Rory Elizabeth Katherine Kennedy was born on December 12, 1968, at Georgetown University Hospital in Washington, D.C. to mother Ethel Kennedy. She is the eleventh and last child of former United States Attorney General, U.S. Senator, and 1968 U.S. presidential candidate Robert F. Kennedy, who was shot and killed six months prior to her birth. She is the youngest grandchild of Joseph P. Kennedy Sr. and Rose Kennedy. Her mother chose her name "Rory" after the last high king of Ireland, Rory O'Connor, who ruled in the 12th century.

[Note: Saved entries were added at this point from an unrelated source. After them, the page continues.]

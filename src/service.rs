//! Result service facade

use std::sync::Arc;
use tokio::task::JoinHandle;
use tokio_util::sync::CancellationToken;
use tracing::{debug, info};

use crate::aggregator::LapAggregator;
use crate::cache::{CacheStats, LapCache, ResultPromiseCache};
use crate::config::PipelineConfig;
use crate::limiter::RateLimiter;
use crate::pipeline::Pipeline;
use crate::progressive::{ProgressiveLoader, ProgressiveStream};
use crate::provider::SessionProvider;
use crate::transform::{DefaultTransformer, Transformer};
use crate::types::RaceResult;
use crate::{ErrorKind, Result};

/// Per-call options for [`ResultService::fetch_result_with`].
#[derive(Debug, Clone, Copy, Default, PartialEq, Eq)]
pub struct FetchOptions {
    /// Drop any cached or in-flight fetch and start a new one
    pub force_refresh: bool,
}

/// Entry point for UI and reporting layers.
///
/// Cloning is cheap; clones share caches, the rate limiter, and running
/// progressive loads.
#[derive(Clone)]
pub struct ResultService {
    pipeline: Arc<Pipeline>,
    progressive: Arc<ProgressiveLoader>,
    config: Arc<PipelineConfig>,
}

impl ResultService {
    /// Service with default caches, limiter and transformer built from `config`.
    pub fn new(session: Arc<dyn SessionProvider>, config: PipelineConfig) -> Result<Self> {
        Self::builder(session).config(config).build()
    }

    pub fn builder(session: Arc<dyn SessionProvider>) -> ResultServiceBuilder {
        ResultServiceBuilder {
            session,
            config: PipelineConfig::default(),
            transformer: None,
            lap_cache: None,
            results: None,
            limiter: None,
        }
    }

    pub fn config(&self) -> &PipelineConfig {
        &self.config
    }

    /// Fetch a result, waiting for all lap data.
    ///
    /// Concurrent calls for the same result share one upstream sequence.
    /// Returns `Ok(None)` when the upstream payload holds no usable race
    /// session. While a progressive load for the result is running, this
    /// returns its coarse value; if that load is cancelled first, the fetch
    /// starts over on its own.
    pub async fn fetch_result(&self, result_id: u64) -> Result<Option<Arc<RaceResult>>> {
        self.fetch_result_with(result_id, FetchOptions::default()).await
    }

    pub async fn fetch_result_with(
        &self,
        result_id: u64,
        options: FetchOptions,
    ) -> Result<Option<Arc<RaceResult>>> {
        if options.force_refresh && self.pipeline.results.evict(result_id) {
            debug!(result_id, "Forced refresh evicted cached result");
        }

        loop {
            let pipeline = Arc::clone(&self.pipeline);
            let fetch = self
                .pipeline
                .results
                .get_or_create(result_id, move || async move { pipeline.load_complete(result_id).await });

            return match fetch.await {
                Ok(result) => Ok(Some(result)),
                Err(error) if error.kind() == ErrorKind::InvalidResultShape => {
                    info!(result_id, error = %error, "No race result available");
                    Ok(None)
                }
                // A progressive load this call joined was cancelled; its slot is already gone
                Err(error) if error.kind() == ErrorKind::Cancelled => {
                    debug!(result_id, "Joined load was cancelled, fetching again");
                    continue;
                }
                Err(error) => Err(error),
            };
        }
    }

    /// Fetch a result as a stream of [`LoadEvent`](crate::LoadEvent)s.
    ///
    /// Must be called within a tokio runtime. Dropping the stream cancels
    /// the load.
    pub fn fetch_result_progressive(&self, result_id: u64) -> ProgressiveStream {
        self.progressive.start(result_id)
    }

    /// Forget the cached result and its lap data so the next request refetches.
    pub fn invalidate(&self, result_id: u64) -> bool {
        let evicted = self.pipeline.results.evict(result_id);
        let laps = self.pipeline.aggregator.cache().invalidate_result(result_id);
        info!(result_id, evicted, laps, "Invalidated result");
        evicted || laps > 0
    }

    pub fn cache_stats(&self) -> CacheStats {
        let results = &self.pipeline.results;
        let laps = self.pipeline.aggregator.cache();
        CacheStats {
            entries: results.len(),
            hit_rate: results.hit_rate(),
            in_flight: results.in_flight(),
            lap_entries: laps.len(),
            lap_hit_rate: laps.hit_rate(),
        }
    }

    /// Progressive loads currently running.
    pub fn active_streams(&self) -> usize {
        self.progressive.active_streams()
    }

    /// Start the periodic lap cache sweep until `cancel` fires.
    pub fn spawn_maintenance(&self, cancel: CancellationToken) -> JoinHandle<()> {
        self.pipeline.aggregator.cache().spawn_sweeper(self.config.cache.sweep_interval(), cancel)
    }
}

/// Wires a [`ResultService`] with optional injected collaborators.
pub struct ResultServiceBuilder {
    session: Arc<dyn SessionProvider>,
    config: PipelineConfig,
    transformer: Option<Arc<dyn Transformer>>,
    lap_cache: Option<Arc<LapCache>>,
    results: Option<Arc<ResultPromiseCache>>,
    limiter: Option<Arc<RateLimiter>>,
}

impl ResultServiceBuilder {
    pub fn config(mut self, config: PipelineConfig) -> Self {
        self.config = config;
        self
    }

    pub fn transformer(mut self, transformer: Arc<dyn Transformer>) -> Self {
        self.transformer = Some(transformer);
        self
    }

    /// Share a lap cache between services.
    pub fn lap_cache(mut self, cache: Arc<LapCache>) -> Self {
        self.lap_cache = Some(cache);
        self
    }

    pub fn result_cache(mut self, cache: Arc<ResultPromiseCache>) -> Self {
        self.results = Some(cache);
        self
    }

    /// Share one limiter so several services pace the same upstream account.
    pub fn rate_limiter(mut self, limiter: Arc<RateLimiter>) -> Self {
        self.limiter = Some(limiter);
        self
    }

    pub fn build(self) -> Result<ResultService> {
        self.config.validate()?;

        let limiter = self.limiter.unwrap_or_else(|| Arc::new(RateLimiter::new(self.config.rate_limit.clone())));
        let lap_cache = self.lap_cache.unwrap_or_else(|| Arc::new(LapCache::new(self.config.cache.lap_ttl())));
        let pipeline = Arc::new(Pipeline {
            session: self.session,
            transformer: self.transformer.unwrap_or_else(|| Arc::new(DefaultTransformer::new()) as Arc<dyn Transformer>),
            aggregator: LapAggregator::new(limiter, lap_cache),
            results: self.results.unwrap_or_else(ResultPromiseCache::new),
        });

        Ok(ResultService {
            progressive: Arc::new(ProgressiveLoader::new(Arc::clone(&pipeline))),
            pipeline,
            config: Arc::new(self.config),
        })
    }
}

On December 19, 1968, a week after Rory was born, her mother took her to her father's grave at Arlington National Cemetery. Kennedy's older brother Michael LeMoyne Kennedy was assigned as her godparent by their mother. In December 1997, she tried to resuscitate her brother Michael after a skiing accident in Aspen, Colorado, which was fatal. Friends of the Kennedy family said Rory and Michael spoke almost every day of their lives.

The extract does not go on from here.